Permian Basin Master Gardener

You stand at the garden center and stare at the bag, potting soil, garden soil, compost. Gardeners have their own lingo. Knowing the difference between soil, dirt, compost and potting soil will give you the edge you need to grow your best yard yet in West Texas.

Dirt is something we sweep out the door. Dirt is debris, something undesirable. As an experienced gardener you will learn to call the substance, we grow plants in soil. Soil is the earth beneath our feet. It’s a mixture of rock broken into small particles and decayed organic matter. It may also contain living organisms, many too small to see, such as bacteria, fungi and larger organisms such as grubs (yuk) and worms (yea).

Soil varies from place to place depending on what rocks were broken down to form it, how fine the rock particles are, and what organic matter has been added to the mixture.

In nature, plants will grow in the type of soil they prefer and each kind of soil has advantages and disadvantages. When we want to grow certain types of plants in areas where the kind of soil isn’t suitable we need to amend it.

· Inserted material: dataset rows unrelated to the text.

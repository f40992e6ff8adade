use crate::cancel::CancelFlag;
use crate::delivery::service::validate_credentials;
use crate::delivery::{Credentials, DeliveryService, MailTransport, MessageTemplate};
use crate::error::DeliveryError;
use common::jobs::progress_percent;
use common::model::delivery::{DeliveryFailure, DeliveryIndex, DeliveryReport};
use log::{error, info, warn};
use std::path::{Path, PathBuf};
use std::thread;
use std::time::Duration;

/// Where the certificate file of a record is looked up.
///
/// Directories are tried in order and the first one holding the file wins. When
/// none has it, the path in the first directory is used and the message goes out
/// without an attachment.
#[derive(Debug, Clone)]
pub struct AttachmentSource {
    dirs: Vec<PathBuf>,
}

impl AttachmentSource {
    pub fn new(dir: impl Into<PathBuf>) -> Self {
        Self {
            dirs: vec![dir.into()],
        }
    }

    /// Looks in `preferred` first, then in `fallback`.
    pub fn preferring(preferred: impl Into<PathBuf>, fallback: impl Into<PathBuf>) -> Self {
        Self {
            dirs: vec![preferred.into(), fallback.into()],
        }
    }

    pub fn locate(&self, filename: &str) -> PathBuf {
        self.dirs
            .iter()
            .map(|dir| dir.join(filename))
            .find(|path| path.is_file())
            .or_else(|| self.dirs.first().map(|dir| dir.join(filename)))
            .unwrap_or_else(|| Path::new(filename).to_path_buf())
    }
}

/// Sends certificates to every recipient of a [`DeliveryIndex`], one at a time.
///
/// Runs on a blocking thread. The pause between attempts is a plain sleep.
pub struct DeliveryOrchestrator<T> {
    service: DeliveryService<T>,
    delay: Duration,
    cancel: CancelFlag,
}

impl<T: MailTransport> DeliveryOrchestrator<T> {
    pub fn new(service: DeliveryService<T>, delay: Duration, cancel: CancelFlag) -> Self {
        Self {
            service,
            delay,
            cancel,
        }
    }

    pub fn service(&self) -> &DeliveryService<T> {
        &self.service
    }

    /// Attempts every record that is not `Sent`, in index order.
    pub fn send_all<P: FnMut(u32)>(
        &self,
        credentials: &Credentials,
        index: &mut DeliveryIndex,
        message: &MessageTemplate,
        attachments: &AttachmentSource,
        progress: P,
    ) -> DeliveryReport {
        let targets = index.unsent_recipients();
        info!("Sending certificates to {} recipients", targets.len());
        self.run_pass(credentials, index, &targets, message, attachments, progress)
    }

    /// Attempts only the records currently marked `Failed`.
    pub fn retry_failed<P: FnMut(u32)>(
        &self,
        credentials: &Credentials,
        index: &mut DeliveryIndex,
        message: &MessageTemplate,
        attachments: &AttachmentSource,
        progress: P,
    ) -> DeliveryReport {
        let targets = index.failed_recipients();
        info!("Retrying {} failed recipients", targets.len());
        self.run_pass(credentials, index, &targets, message, attachments, progress)
    }

    fn run_pass<P: FnMut(u32)>(
        &self,
        credentials: &Credentials,
        index: &mut DeliveryIndex,
        targets: &[String],
        message: &MessageTemplate,
        attachments: &AttachmentSource,
        mut progress: P,
    ) -> DeliveryReport {
        let mut report = DeliveryReport::default();

        // Bad credentials would fail every recipient the same way.
        if let Err(e) = validate_credentials(credentials) {
            error!("Delivery pass not started: {}", e);
            report.aborted = Some(e.to_string());
            return report;
        }

        let total = targets.len();
        for (position, recipient) in targets.iter().enumerate() {
            if self.cancel.is_cancelled() {
                info!("Delivery cancelled after {} of {} recipients", position, total);
                report.cancelled = true;
                break;
            }
            if position > 0 && !self.delay.is_zero() {
                thread::sleep(self.delay);
            }

            let Some(record) = index.get_mut(recipient) else {
                continue;
            };
            let attachment = attachments.locate(&record.filename);
            report.attempted += 1;

            match self.service.send(
                credentials,
                &record.recipient,
                &message.subject,
                &message.body,
                Some(&attachment),
            ) {
                Ok(()) => {
                    record.mark_sent();
                    report.sent += 1;
                }
                Err(e) => {
                    warn!("Delivery to {} failed: {}", record.recipient, e);
                    let reason = e.to_string();
                    record.mark_failed(reason.clone());
                    report.failed += 1;
                    report.failures.push(DeliveryFailure {
                        recipient: record.recipient.clone(),
                        reason: reason.clone(),
                    });
                    if matches!(e, DeliveryError::Auth(_)) {
                        error!("Authentication rejected, stopping delivery pass");
                        report.aborted = Some(reason);
                        break;
                    }
                }
            }

            progress(progress_percent(position + 1, total));
        }

        if total == 0 {
            progress(100);
        }
        info!(
            "Delivery pass finished: {} attempted, {} sent, {} failed",
            report.attempted, report.sent, report.failed
        );
        report
    }
}
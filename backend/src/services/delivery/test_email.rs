//! # Test Email
//!
//! `POST /api/sessions/{session_id}/delivery/test_email` sends one message to an
//! address of the user's choice, with the preview certificate (every field filled
//! with sample text) attached. It exercises the whole delivery path, SMTP login
//! included, without touching the session's delivery records.

use crate::config::Config;
use crate::delivery::{DeliveryService, SmtpMailer};
use crate::error::SessionError;
use crate::render::{encode_png, Renderer};
use crate::session::SessionsState;
use actix_web::{web, HttpResponse, Responder, ResponseError};
use common::requests::TestEmailRequest;
use log::info;
use std::io::Write;
use std::sync::Arc;

/// `POST /api/sessions/{session_id}/delivery/test_email`
pub(crate) async fn process(
    session_id: web::Path<String>,
    sessions: web::Data<SessionsState>,
    renderer: web::Data<Renderer>,
    config: web::Data<Config>,
    payload: web::Json<TestEmailRequest>,
) -> impl Responder {
    let result = send_test_email(
        &session_id,
        &sessions,
        renderer.into_inner(),
        &config,
        payload.into_inner(),
    )
    .await;

    match result {
        Ok(recipient) => HttpResponse::Ok().json(serde_json::json!({ "sent_to": recipient })),
        Err(e) => e.error_response(),
    }
}

/// Renders the preview certificate into a temporary file, attaches it and sends
/// it. The file is removed once the message is out.
async fn send_test_email(
    session_id: &str,
    sessions: &SessionsState,
    renderer: Arc<Renderer>,
    config: &Config,
    req: TestEmailRequest,
) -> Result<String, SessionError> {
    let (credentials, template, elements) = sessions
        .read(session_id, |session| {
            Ok((
                session.require_credentials()?,
                session.require_template()?,
                session.layout.elements().to_vec(),
            ))
        })
        .await?;
    let service = DeliveryService::new(SmtpMailer::new(config.smtp.clone()));

    let recipient = req.recipient.trim().to_string();
    let sent_to = recipient.clone();
    web::block(move || -> Result<(), SessionError> {
        let preview = encode_png(&renderer.render_preview(&template, &elements)?)?;
        let mut file = tempfile::Builder::new()
            .prefix("certificate_preview_")
            .suffix(".png")
            .tempfile()?;
        file.write_all(&preview)?;
        file.flush()?;

        service.send(&credentials, &recipient, &req.subject, &req.body, Some(file.path()))?;
        Ok(())
    })
    .await??;

    info!("[session {}] test email sent to {}", session_id, sent_to);
    Ok(sent_to)
}
//! # Field Creation
//!
//! `POST /api/sessions/{session_id}/fields` places a new text field on the template,
//! bound to one dataset column. The field starts centered; its font size defaults
//! to the layout default and is capped at `MAX_FONT_SIZE`, and its color defaults
//! to black.
//!
//! When a dataset is already loaded the column must exist in it, so a typo is caught
//! before any batch runs. Without a dataset any name is accepted and checked against
//! the rows at render time, where a missing column draws nothing.

use crate::error::SessionError;
use crate::session::SessionsState;
use actix_web::{web, HttpResponse, Responder, ResponseError};
use common::model::field::{FieldElement, DEFAULT_FONT_SIZE};
use common::requests::AddFieldRequest;
use log::debug;

/// Adds a field element to the session's layout.
///
/// # Arguments
/// * `session_id` - The session, extracted from the URL path.
/// * `payload` - An `AddFieldRequest` with the column name and optional size and color.
///
/// # Returns
/// - `201 Created` with the new `FieldElement`, including its resolved pixel position
///   once a template is known.
/// - `400 Bad Request` if the name is blank or not a column of the loaded dataset.
/// - `404 Not Found` if the session does not exist.
pub(crate) async fn process(
    session_id: web::Path<String>,
    sessions: web::Data<SessionsState>,
    payload: web::Json<AddFieldRequest>,
) -> impl Responder {
    match add_field(&session_id, &sessions, payload.into_inner()).await {
        Ok(element) => HttpResponse::Created().json(element),
        Err(e) => e.error_response(),
    }
}

/// Adds a field bound to `req.field_name`. When a dataset is loaded the column
/// must exist in it.
async fn add_field(
    session_id: &str,
    sessions: &SessionsState,
    req: AddFieldRequest,
) -> Result<FieldElement, SessionError> {
    let field_name = req.field_name.trim().to_string();
    if field_name.is_empty() {
        return Err(SessionError::BadRequest("field_name is required".to_string()));
    }

    sessions
        .update(session_id, |session| {
            if let Some(dataset) = &session.dataset {
                if !dataset.has_column(&field_name) {
                    return Err(SessionError::UnknownColumn(field_name));
                }
            }
            let element = session
                .layout
                .add_field(
                    field_name,
                    req.font_size.unwrap_or(DEFAULT_FONT_SIZE),
                    req.color.unwrap_or_default(),
                )
                .clone();
            debug!("[session {}] added field {}", session.id, element.id);
            Ok(element)
        })
        .await
}
use crate::error::SessionError;
use crate::services::certificate_response;
use crate::session::SessionsState;
use actix_web::{web, HttpResponse, Responder, ResponseError};

/// `GET /api/sessions/{session_id}/qr/{filename}`
///
/// Previews one QR-stamped certificate. Certificates the last QR pass failed to
/// stamp are not served here.
pub(crate) async fn process(
    path: web::Path<(String, String)>,
    sessions: web::Data<SessionsState>,
) -> impl Responder {
    let (session_id, filename) = path.into_inner();
    match stamped_certificate(&session_id, &sessions, filename).await {
        Ok(response) => response,
        Err(e) => e.error_response(),
    }
}

async fn stamped_certificate(
    session_id: &str,
    sessions: &SessionsState,
    filename: String,
) -> Result<HttpResponse, SessionError> {
    let file = sessions
        .read(session_id, |session| {
            let run = session.qr.as_ref().ok_or(SessionError::NoQrBatch)?;
            if !run.output.issued.iter().any(|code| code.filename == filename) {
                return Err(SessionError::CertificateNotFound(filename));
            }
            Ok(session.qr_dir().join(&filename))
        })
        .await?;
    certificate_response(file).await
}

Top soil is the layer of soil closest to the surface and that soil generally has more organic matter or humus, therefore it looks darker. Soil isn’t better because it is dark in color. Be careful if you buy topsoil. It could be collected from building sites or waste areas and can be filled with debris, weed seeds, and even dangerous chemicals.

Potting soil really isn’t soil at all because it lacks the broken rocks of real soil. It is usually composed of peat, shredded bark, and vermiculite or perlite. Other products are sometimes used. Fertilizer and minerals are usually added to these mixtures although you must read the bag label to find out.

Plants can grow for a while in soil-less mixtures without fertilizers because plants have the ability to make their own food. But eventually they do need some of the minerals that real soil has and that is furnished with the various plant foods or fertilizers that are on the market.

Compost is organic matter that has decayed to a point where it looks like rich brown crumbles. It may have a few pieces of stem or larger matter still recognizable but most of what went into it should no longer be distinguishable. Compost has nitrogen and a number of micro nutrients plus helpful bacteria and other organisms in it. Plants can be started in compost and it can be used in hanging baskets and pots. Remember it has no broken down rock or minerals in it and those things will have to be added to make compost a good growing mix.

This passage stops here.